En Atizatjir, la aldea del cambio secreto de las cosas, se encontraba Rovan Nreigriounsa, un cacique que gobernaba con mano de hierro. Su poderío y decoro y su sed de extravagancia, lo acompañaban a donde quiera que fuese, pues las embrujadas tierras que salvaguardaban la fortuna de su historia, no conocían fin.
Él, en su mente de medias lunas, medios soles, medias estrellas, maquinaba planes de siniestra naturaleza con la que satisfacía la naciente eterna de sus oscuros deseos. Ya que eran estos deseos los que moraban en forma de espectro en las mareas pintadas de los lechosos árboles de su mártir providencia.
Para Rovan Nreigriounsa la ambición no faltaba nunca al cosmos de su descanso, pero, también, la astucia se instalaba en la obsidiana de sus ojos; desfilaban ante él ambientes más macabros que las canciones de los espíritus divinos más excelsos; quienes susurraban a sus oídos.
Su mente iba más allá de lo que cualquier mente sensata podía imaginarse.
Un día, tras una encarnizada batalla en las tierras de Qolojisil, fundada por él bajo el ala rasgada del ave, el cacique decidió que los cuerpos inmóviles de los Masún, que eran aguerridos guerreros que habían marchado al frente de batalla contra los Arénéni, las bestias sin corazón que habían manado desde las profundidades, de los caídos antiguamente y Ahrora, el nombre de todos ellos, yacientes en el campo, no serían desechados como simples despojos.
No.
En su visión del mundo que alimentaba a las Gadrenias, sus inventos y maquinaciones, esos cuerpos inertes podían convertirse en obras de arte dignas de admiración.

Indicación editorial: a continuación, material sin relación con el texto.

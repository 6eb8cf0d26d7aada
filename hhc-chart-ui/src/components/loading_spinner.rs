//! Placeholder shown while the survey is parsed.

use dioxus::prelude::*;

#[derive(Props, Clone, PartialEq)]
pub struct LoadingSpinnerProps {
    #[props(default = "Loading...".to_string())]
    pub message: String,
    /// Smaller second line, e.g. the data file being read
    #[props(default = String::new())]
    pub detail: String,
}

#[component]
pub fn LoadingSpinner(props: LoadingSpinnerProps) -> Element {
    rsx! {
        div {
            style: "display: flex; flex-direction: column; align-items: center; padding: 40px; color: #666;",
            "{props.message}"
            if !props.detail.is_empty() {
                span {
                    style: "margin-top: 4px; font-size: 11px; color: #999;",
                    "{props.detail}"
                }
            }
        }
    }
}
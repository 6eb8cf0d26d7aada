//! Render-ready chart descriptions handed to a [`crate::render::ChartRenderer`].
//!
//! All geometry is in plot-area pixels (inside the layout margin). Scenes are
//! serialized to camelCase JSON for the D3 chart scripts.

use crate::config::ChartLayout;
use serde::Serialize;

/// One bar of a categorical chart, keyed by its category.
#[derive(Debug, Clone, PartialEq, Serialize)]
#[serde(rename_all = "camelCase")]
pub struct BarMark {
    pub key: String,
    pub count: usize,
    pub y: f64,
    pub width: f64,
    pub height: f64,
    pub label_x: f64,
    pub label_y: f64,
}

#[derive(Debug, Clone, PartialEq, Serialize)]
#[serde(rename_all = "camelCase")]
pub struct BarScene {
    pub title: String,
    pub layout: ChartLayout,
    pub fill: String,
    pub transition_ms: u32,
    pub bars: Vec<BarMark>,
}

/// One day on the area chart.
#[derive(Debug, Clone, PartialEq, Serialize)]
#[serde(rename_all = "camelCase")]
pub struct AreaPoint {
    /// `YYYY-MM-DD`
    pub date: String,
    pub count: usize,
    pub x: f64,
    pub y: f64,
}

#[derive(Debug, Clone, PartialEq, Serialize)]
#[serde(rename_all = "camelCase")]
pub struct AreaScene {
    pub label: String,
    pub layout: ChartLayout,
    pub fill: String,
    pub x_ticks: usize,
    /// `[start, end]` as `YYYY-MM-DD`, absent when no record has a date.
    pub x_domain: Option<(String, String)>,
    pub y_max: usize,
    pub points: Vec<AreaPoint>,
}

/// How the keys of two consecutive renders relate.
#[derive(Debug, Clone, Default, PartialEq, Eq)]
pub struct JoinSummary {
    /// Keys new in this render.
    pub entered: Vec<String>,
    /// Keys present before and now, updated in place.
    pub updated: Vec<String>,
    /// Keys that were removed.
    pub exited: Vec<String>,
}

/// Key-based data join between the previous and next marks.
pub fn keyed_join(previous: &[BarMark], next: &[BarMark]) -> JoinSummary {
    let mut summary = JoinSummary::default();
    for mark in next {
        if previous.iter().any(|p| p.key == mark.key) {
            summary.updated.push(mark.key.clone());
        } else {
            summary.entered.push(mark.key.clone());
        }
    }
    summary.exited = previous
        .iter()
        .filter(|p| !next.iter().any(|n| n.key == p.key))
        .map(|p| p.key.clone())
        .collect();
    summary
}

#[cfg(test)]
mod tests {
    use super::*;

    fn mark(key: &str) -> BarMark {
        BarMark {
            key: key.to_string(),
            count: 1,
            y: 0.0,
            width: 0.0,
            height: 0.0,
            label_x: 0.0,
            label_y: 0.0,
        }
    }

    #[test]
    fn test_keyed_join() {
        let previous = vec![mark("Own"), mark("Rent"), mark("Other")];
        let next = vec![mark("Rent"), mark("Own"), mark("unknown")];
        let summary = keyed_join(&previous, &next);
        assert_eq!(summary.entered, ["unknown"]);
        assert_eq!(summary.updated, ["Rent", "Own"]);
        assert_eq!(summary.exited, ["Other"]);
    }

    #[test]
    fn test_join_into_empty_exits_everything() {
        let previous = vec![mark("Own"), mark("Rent")];
        let summary = keyed_join(&previous, &[]);
        assert!(summary.entered.is_empty());
        assert!(summary.updated.is_empty());
        assert_eq!(summary.exited, ["Own", "Rent"]);
    }

    #[test]
    fn test_bar_mark_json_is_camel_case() {
        let json = serde_json::to_value(mark("Own")).unwrap();
        assert!(json.get("labelX").is_some());
        assert!(json.get("label_x").is_none());
    }
}
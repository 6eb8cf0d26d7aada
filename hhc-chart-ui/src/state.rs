//! Application state managed via Dioxus context.
//!
//! `AppState` bundles all reactive signals into a single struct provided via
//! `use_context_provider`. Child components retrieve it with `use_context::<AppState>()`.

use dioxus::prelude::*;
use hhc_crossfilter::Dashboard;
use hhc_survey::{Dataset, SelectionRange};
use std::cell::RefCell;
use std::fmt;
use std::rc::Rc;

/// Where page start-up stopped.
#[derive(Debug, Clone, Copy, PartialEq, Eq)]
pub enum PageStage {
    /// Parsing the embedded survey CSV.
    LoadSurvey,
    /// Evaluating the chart scripts and building the panels.
    StartCharts,
}

impl fmt::Display for PageStage {
    fn fmt(&self, f: &mut fmt::Formatter<'_>) -> fmt::Result {
        match self {
            PageStage::LoadSurvey => write!(f, "load the survey data"),
            PageStage::StartCharts => write!(f, "start the charts"),
        }
    }
}

/// A start-up failure shown in place of the charts.
#[derive(Debug, Clone, PartialEq)]
pub struct PageError {
    pub stage: PageStage,
    pub detail: String,
}

impl PageError {
    pub fn new(stage: PageStage, err: &anyhow::Error) -> Self {
        Self {
            stage,
            detail: format!("{:#}", err),
        }
    }

    /// One-line heading, e.g. "Could not load the survey data".
    pub fn headline(&self) -> String {
        format!("Could not {}", self.stage)
    }
}

/// Shared application state for household survey chart apps.
#[derive(Clone, Copy)]
pub struct AppState {
    /// Parsed survey data (None until loaded)
    pub dataset: Signal<Option<Rc<Dataset>>>,
    /// Panels and cross-filter wiring (None until the charts are mounted)
    pub dashboard: Signal<Option<Rc<RefCell<Dashboard>>>>,
    /// Whether the app is still loading
    pub loading: Signal<bool>,
    /// Start-up failure, if any
    pub error: Signal<Option<PageError>>,
    /// Current time brush selection
    pub selection: Signal<Option<SelectionRange>>,
    /// Records in the current working set
    pub working_set_len: Signal<usize>,
}

impl AppState {
    /// Create a new AppState with default signal values.
    pub fn new() -> Self {
        Self {
            dataset: Signal::new(None),
            dashboard: Signal::new(None),
            loading: Signal::new(true),
            error: Signal::new(None),
            selection: Signal::new(None),
            working_set_len: Signal::new(0),
        }
    }
}

impl Default for AppState {
    fn default() -> Self {
        Self::new()
    }
}
use crate::record::SurveyRecord;
use serde::{Deserialize, Serialize};
use std::fmt;

/// Group key used for records that have no value for the requested field.
pub const UNKNOWN_CATEGORY: &str = "unknown";

/// A categorical column of the survey that a bar chart can be bound to.
#[derive(Debug, PartialEq, Eq, Hash, Clone, Copy, Serialize, Deserialize)]
#[serde(rename_all = "lowercase")]
pub enum SurveyField {
    /// Own or rent the dwelling (`ownrent`)
    OwnRent,
    /// Electricity access (`electricity`)
    Electricity,
    /// Latrine type (`latrine`)
    Latrine,
    /// Religion of the household head (`hohreligion`)
    #[serde(rename = "hohreligion")]
    Religion,
}

impl SurveyField {
    /// Every categorical field, in the order the dashboard shows them.
    pub const ALL: [SurveyField; 4] = [
        SurveyField::OwnRent,
        SurveyField::Electricity,
        SurveyField::Latrine,
        SurveyField::Religion,
    ];

    /// CSV column name for this field.
    pub fn column(&self) -> &'static str {
        match self {
            SurveyField::OwnRent => "ownrent",
            SurveyField::Electricity => "electricity",
            SurveyField::Latrine => "latrine",
            SurveyField::Religion => "hohreligion",
        }
    }

    /// The raw value of this field on `record`, if present.
    pub fn value_of<'a>(&self, record: &'a SurveyRecord) -> Option<&'a str> {
        let value = match self {
            SurveyField::OwnRent => &record.ownrent,
            SurveyField::Electricity => &record.electricity,
            SurveyField::Latrine => &record.latrine,
            SurveyField::Religion => &record.hohreligion,
        };
        value.as_deref()
    }

    /// The group key for `record`: its value, or [`UNKNOWN_CATEGORY`].
    pub fn group_key<'a>(&self, record: &'a SurveyRecord) -> &'a str {
        self.value_of(record).unwrap_or(UNKNOWN_CATEGORY)
    }
}

impl fmt::Display for SurveyField {
    fn fmt(&self, f: &mut fmt::Formatter<'_>) -> fmt::Result {
        f.write_str(self.column())
    }
}

#[cfg(test)]
mod tests {
    use super::*;

    #[test]
    fn test_group_key_falls_back_to_unknown() {
        let record = SurveyRecord {
            electricity: Some("yes".to_string()),
            ..SurveyRecord::default()
        };
        assert_eq!(SurveyField::Electricity.group_key(&record), "yes");
        assert_eq!(SurveyField::Latrine.group_key(&record), UNKNOWN_CATEGORY);
    }

    #[test]
    fn test_display_matches_column() {
        let columns: Vec<String> = SurveyField::ALL.iter().map(|f| f.to_string()).collect();
        assert_eq!(columns, ["ownrent", "electricity", "latrine", "hohreligion"]);
    }
}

Así que, convocó a los miembros de la aldea y les exigió que, en el momento preciso de la muerte de cada guerrero, se realizara una máscara mortuoria. Una Draqasar que capturaría su última expresión de agonía. Las máscaras serían elaboradas con maestría, talladas por manos expertas en la madera más noble de los bosques cercanos. Y cada expresión, y cada detalle de sufrimiento, serían representados entre místicos y míticos suspiros.
Pero eso no era suficiente para Nreigriounsa.
Su sed de ostentaciones exigía aún más.
Pronto que pronto, ordenó adornar al majestuoso árbol de los espíritus caminantes, el Madpanísso, de raíces negras, tronco de marfil y hojas de hierro al rojo vivo, ese que se encontraba en el centro de la mismísima aldea. Sería engalanado con flores de todos los colores; esas que cultivaban entre primaveras y álgidos sonrojos las vírgenes doncellas de Trainisúsú, en la más pura y agraria de las faenas.
Sin embargo, no cualquier flor sería suficiente para satisfacer el porvenir de su vigorosa extravagancia.
Exigió que las flores fueran impregnadas del sanguinolento y vital rocío de los guerreros; que sus pétalos fueran teñidos con la esencia de la más dulcificada muerte y del más perpetuo dolor que podrían enfrentarlo, hasta hacer delirar a sus sueños. Quería que esa amalgama de vida y muerte decorara la magnificencia, del noble durmiente. En una macabra danza de plena hermosura y devastadora ingenuidad y depravación.
Pero eso no era todo.
El cacique Rovan, en su prominente afán de tener todo lo que su mente anhelaba, decidió que los cuerpos de los guerreros no serían inútiles después de su muerte entre angustias y quebrantos. Ordenó a sus súbditos realizar una Vaesenir, una extracción de todos y cada uno de los órganos que los cuerpos pudieran contener entre el arrullo de sus besos. Por supuesto, con la intención de adornarlos con piedras preciosas y joyas en nombre de su inevitable belleza.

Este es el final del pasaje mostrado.